An analysis of grants awarded in 2017 by the 252 foundations that made at least one grant focused on gender and the environment revealed that, of the $4.3 billion in environmental funding awarded in 2017, just 1.2% ($53.1 million) was focused on women and the environment. Only 12 grantmakers explicitly funded organizing that responded to gender-based violence leading to 0.05% ($2.3 million) being directed to the intersection of women, the environment, and gender-based violence. Even among the funders who make grants at the broader intersection of women and the environment, very few explicitly address violence against WEDs in their funding. Most support a handful of women-led environmental organizations or environmental projects focused on women; these often include international nongovernmental organizations, women’s funds, or intermediaries, rather than WEDs directly.

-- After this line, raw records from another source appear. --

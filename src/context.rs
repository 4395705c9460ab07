//! Immutable cryptographic context: validated parameters plus NTT tables.

use crate::error::{EngineError, Result};
use crate::math::{NttContext, RnsPoly};
use crate::params::{SchemeKind, SchemeParams};
use tracing::debug;

/// Validated parameters and one [`NttContext`] per prime.
///
/// `ntt` holds the chain primes in order followed by the special prime, so
/// `ntt[..k]` serves any ciphertext at level k and the full slice serves
/// key material.
#[derive(Debug, Clone)]
pub struct HeContext {
    params: SchemeParams,
    ntt: Vec<NttContext>,
}

impl HeContext {
    pub fn new(params: SchemeParams) -> Result<Self> {
        params.validate()?;

        let ntt = params
            .key_moduli()
            .into_iter()
            .map(|q| NttContext::new(params.ring_dim, q))
            .collect();

        debug!(
            scheme = %params.kind,
            ring_dim = params.ring_dim,
            primes = params.moduli.len(),
            "built scheme context"
        );

        Ok(Self { params, ntt })
    }

    pub fn params(&self) -> &SchemeParams {
        &self.params
    }

    pub fn kind(&self) -> SchemeKind {
        self.params.kind
    }

    pub fn ring_dim(&self) -> usize {
        self.params.ring_dim
    }

    /// Full ciphertext chain (fresh ciphertext moduli)
    pub fn chain(&self) -> &[u64] {
        &self.params.moduli
    }

    /// NTT tables for the first `level` chain primes
    pub fn chain_ntt(&self, level: usize) -> &[NttContext] {
        &self.ntt[..level]
    }

    /// NTT tables for chain + special prime
    pub fn key_ntt(&self) -> &[NttContext] {
        &self.ntt
    }

    /// Check that a polynomial belongs to this context: same ring dimension
    /// and residues that are a prefix of the modulus chain.
    pub fn check_poly(&self, poly: &RnsPoly) -> Result<()> {
        let level = poly.level_count();
        if level == 0 || level > self.chain().len() {
            return Err(EngineError::SchemeMismatch(format!(
                "{} residues, {} scheme chain has {}",
                level,
                self.kind(),
                self.chain().len()
            )));
        }
        for (residue, &q) in poly.residues().iter().zip(self.chain()) {
            if residue.modulus() != q {
                return Err(EngineError::SchemeMismatch(format!(
                    "modulus {} is not part of the {} scheme chain",
                    residue.modulus(),
                    self.kind()
                )));
            }
            if residue.dimension() != self.ring_dim() {
                return Err(EngineError::SchemeMismatch(format!(
                    "ring dimension {} differs from {}",
                    residue.dimension(),
                    self.ring_dim()
                )));
            }
            if residue.coeffs().iter().any(|&c| c >= q) {
                return Err(EngineError::MalformedEncoding(
                    "coefficient not reduced modulo its prime".into(),
                ));
            }
        }
        Ok(())
    }
}

/// Zero polynomial helper used by tests across modules.
#[cfg(test)]
pub(crate) fn zero_at_level(ctx: &HeContext, level: usize) -> RnsPoly {
    RnsPoly::from_residues(
        ctx.chain()[..level]
            .iter()
            .map(|&q| crate::math::Poly::zero(ctx.ring_dim(), q))
            .collect(),
    )
}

Building awareness for funding at the intersection of gender and the environment
Collaboration across multiple issue areas and movements is essential for ensuring that funders are meeting the most pressing needs communities around the world are facing. When well executed, funder collaboratives can accelerate impact and create shared learnings that benefit both funders and grantees. Being in conversation and thinking collaboratively about impact, power, and funding mechanisms facilitates co-learning and builds trust. Funding across issue areas requires building relationships, networks, and honing capacities to constructively challenge ourselves as individuals, institutions, and communities of practice.
One example, Roots Rising: Growing Grassroots Gender-Just Climate Action, is a direct response to the significant lack of funding at the intersection of gender and the environment and the growing need to transform numerous bilateral pledges and commitments into significant climate action. Led by GAGGA, GGF, and Women’s Environment and Development Organization (WEDO), Roots Rising aims to mobilize at least $100 million in new funding for gender-just climate action by 2026, and significantly more by 2030. The collaborative provides a participatory platform to attract more public and private funding and facilitate direct funding to grassroots organizations centering women and gender equality.
Collective efforts, greater impact
Years of partnerships financing women-led environmental work have laid the groundwork for Roots Rising. Precedents like the Funder Learning Community for Women and the Environment (FLC) have paved the way. In this community, private foundations, local women’s and environmental funds, and activists are learning and organizing together to move more and better resources to movements, groups, and collectives working at the nexus of gender and the environment. FLC seeks to alleviate issues like the fact that many foundations’ program officers find it challenging to fund initiatives that span multiple issue areas because their organizations aren’t set up this way. Building a community of practice has allowed for shared learning on how to respond to these restrictions, making for a more holistic approach to funding.
These collective efforts highlight the vast potential to close the funding gap and accelerate progress toward a more just and sustainable future. While direct funding is a critical aspect, so too is bringing people together to generate opportunities for strategizing and building collective analyses. We need a multiplicity of approaches to the challenges that climate emergencies hold for us all.